Sent from my iPhone using Tapatalk


"It is not, and was never intended to be, a hot spot of current political debate. "


I suppose that if you call 1776 current...

Many seem to consider ideas with which they agree to be "political", whilst those which they find to be congenial are merely "common sense". This tendancy has been with us for a long while, but has become greatly exaggerated in the past generation, particularly since, say, 1996.
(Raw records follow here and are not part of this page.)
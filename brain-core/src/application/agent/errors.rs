use super::prompt;
use crate::infrastructure::model::ModelError;
use crate::types::Language;
use thiserror::Error;

#[derive(Debug, Error)]
pub enum AgentError {
    #[error(transparent)]
    Model(#[from] ModelError),
    #[error("agent exceeded the limit of {limit} tool iterations")]
    IterationLimit { limit: usize },
}

impl AgentError {
    /// Label for the `error_type` metric dimension.
    pub fn kind(&self) -> &'static str {
        match self {
            AgentError::Model(err) => err.kind(),
            AgentError::IterationLimit { .. } => "iteration_limit",
        }
    }

    pub fn user_message(&self, language: &Language) -> String {
        prompt::apology(language).to_string()
    }
}
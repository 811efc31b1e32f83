use super::error::ToolInvokeError;
use async_trait::async_trait;
use serde::{Deserialize, Serialize};
use serde_json::{Value, json};
use std::sync::Arc;

/// A tool advertised by a tool server, tagged with the server that owns it.
#[derive(Debug, Clone, PartialEq, Serialize, Deserialize)]
pub struct ToolDescriptor {
    pub name: String,
    #[serde(default)]
    pub description: String,
    #[serde(default = "empty_object_schema")]
    pub parameter_schema: Value,
    pub owning_server: String,
}

impl ToolDescriptor {
    pub fn new(
        name: impl Into<String>,
        description: impl Into<String>,
        parameter_schema: Value,
        owning_server: impl Into<String>,
    ) -> Self {
        Self {
            name: name.into(),
            description: description.into(),
            parameter_schema,
            owning_server: owning_server.into(),
        }
    }
}

pub(crate) fn empty_object_schema() -> Value {
    json!({"type": "object", "properties": {}})
}

/// Seam between the agent loop and whatever hosts the tools.
#[async_trait]
pub trait ToolServerInterface: Send + Sync {
    /// Current merged snapshot of every server's tools.
    async fn available_tools(&self) -> Arc<[ToolDescriptor]>;

    async fn invoke_tool(
        &self,
        server: &str,
        tool: &str,
        arguments: Value,
    ) -> Result<Value, ToolInvokeError>;
}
This forum is devoted to discussions of the so-called "Golden Era". Some have devoted a great deal of time to the study of the actual period in question, immersing themselves in the surviving cultural artifacts and the other minutae of the period. A few have taken considerable pains to study also the political, philosophical and economic underpinnings of the culture of that lost time. Often "moderns" are seen to project their current political positions on their rosy view of the "Golden Era" in ways that are most profoundly ahistoric. This is, I think unfortunate, and is, in it's effect quite profoundly political, in the modern, rather than the historical sense.


I'm quite familiar with Adam Smith, but that's not the point. I'm trying to reconcile these two statements from Sheeplady, not Adam Smith:

"Exploitation is about power and the powerless. It has so little to do with anything BUT power." and


"So, yes, I think they are getting exploited. People can say that they're making money hand over fist- but they aren't making money like the people who produce these shows are."

The first statement says it's not about compensation, the second implies that it's *only* about compensation, as if they were making the same money as other sitcom actors, they'd ceased to be exploited.

Excellent point. One which I missed entirely. I saw the statement which Sheeplady made and added my own baggage to it.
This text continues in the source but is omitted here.